Task brief: Everything in the listing below needs to be returned word for word.

··· Material to process ···

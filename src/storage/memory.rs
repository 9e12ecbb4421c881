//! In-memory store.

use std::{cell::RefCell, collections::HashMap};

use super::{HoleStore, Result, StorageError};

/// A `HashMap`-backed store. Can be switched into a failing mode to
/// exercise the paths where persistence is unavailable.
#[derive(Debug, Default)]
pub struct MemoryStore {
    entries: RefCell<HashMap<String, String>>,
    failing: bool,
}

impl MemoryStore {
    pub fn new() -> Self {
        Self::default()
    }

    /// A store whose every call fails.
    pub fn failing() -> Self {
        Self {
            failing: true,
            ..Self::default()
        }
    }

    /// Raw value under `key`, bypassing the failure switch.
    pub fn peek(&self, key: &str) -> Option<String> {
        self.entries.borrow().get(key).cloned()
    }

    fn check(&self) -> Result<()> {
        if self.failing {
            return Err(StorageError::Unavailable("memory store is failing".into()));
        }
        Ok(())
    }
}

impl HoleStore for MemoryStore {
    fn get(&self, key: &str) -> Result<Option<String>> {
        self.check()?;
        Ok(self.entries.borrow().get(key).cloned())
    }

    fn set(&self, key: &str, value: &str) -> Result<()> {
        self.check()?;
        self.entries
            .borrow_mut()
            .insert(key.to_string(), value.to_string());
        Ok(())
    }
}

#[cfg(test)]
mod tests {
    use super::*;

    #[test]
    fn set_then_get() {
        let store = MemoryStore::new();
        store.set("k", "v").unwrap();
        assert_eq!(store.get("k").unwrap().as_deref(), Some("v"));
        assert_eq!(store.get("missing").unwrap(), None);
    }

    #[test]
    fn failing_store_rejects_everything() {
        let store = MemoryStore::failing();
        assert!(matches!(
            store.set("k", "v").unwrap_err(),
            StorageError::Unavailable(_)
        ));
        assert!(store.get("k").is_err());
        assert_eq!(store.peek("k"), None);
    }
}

···

Result of the task:
filename src/storage/memory.rs
repository 9e12ecbb4421c881
//! In-memory store.

use std::{cell::RefCell, collections::HashMap};

use super::{HoleStore, Result, StorageError};

/// A `HashMap`-backed store. Can be switched into a failing mode to
/// exercise the paths where persistence is unavailable.
#[derive(Debug, Default)]
pub struct MemoryStore {
    entries: RefCell<HashMap<String, String>>,
    failing: bool,
}

impl MemoryStore {
    pub fn new() -> Self {
        Self::default()
    }

    /// A store whose every call fails.
    pub fn failing() -> Self {
        Self {
            failing: true,
            ..Self::default()
        }
    }

    /// Raw value under `key`, bypassing the failure switch.
    pub fn peek(&self, key: &str) -> Option<String> {
        self.entries.borrow().get(key).cloned()
    }

    fn check(&self) -> Result<()> {
        if self.failing {
            return Err(StorageError::Unavailable("memory store is failing".into()));
        }
        Ok(())
    }
}

impl HoleStore for MemoryStore {
    fn get(&self, key: &str) -> Result<Option<String>> {
        self.check()?;
        Ok(self.entries.borrow().get(key).cloned())
    }

    fn set(&self, key: &str, value: &str) -> Result<()> {
        self.check()?;
        self.entries
            .borrow_mut()
            .insert(key.to_string(), value.to_string());
        Ok(())
    }
}

#[cfg(test)]
mod tests {
    use super::*;

    #[test]
    fn set_then_get() {
        let store = MemoryStore::new();
        store.set("k", "v").unwrap();
        assert_eq!(store.get("k").unwrap().as_deref(), Some("v"));
        assert_eq!(store.get("missing").unwrap(), None);
    }

    #[test]
    fn failing_store_rejects_everything() {
        let store = MemoryStore::failing();
        assert!(matches!(
            store.set("k", "v").unwrap_err(),
            StorageError::Unavailable(_)
        ));
        assert!(store.get("k").is_err());
        assert_eq!(store.peek("k"), None);
    }
}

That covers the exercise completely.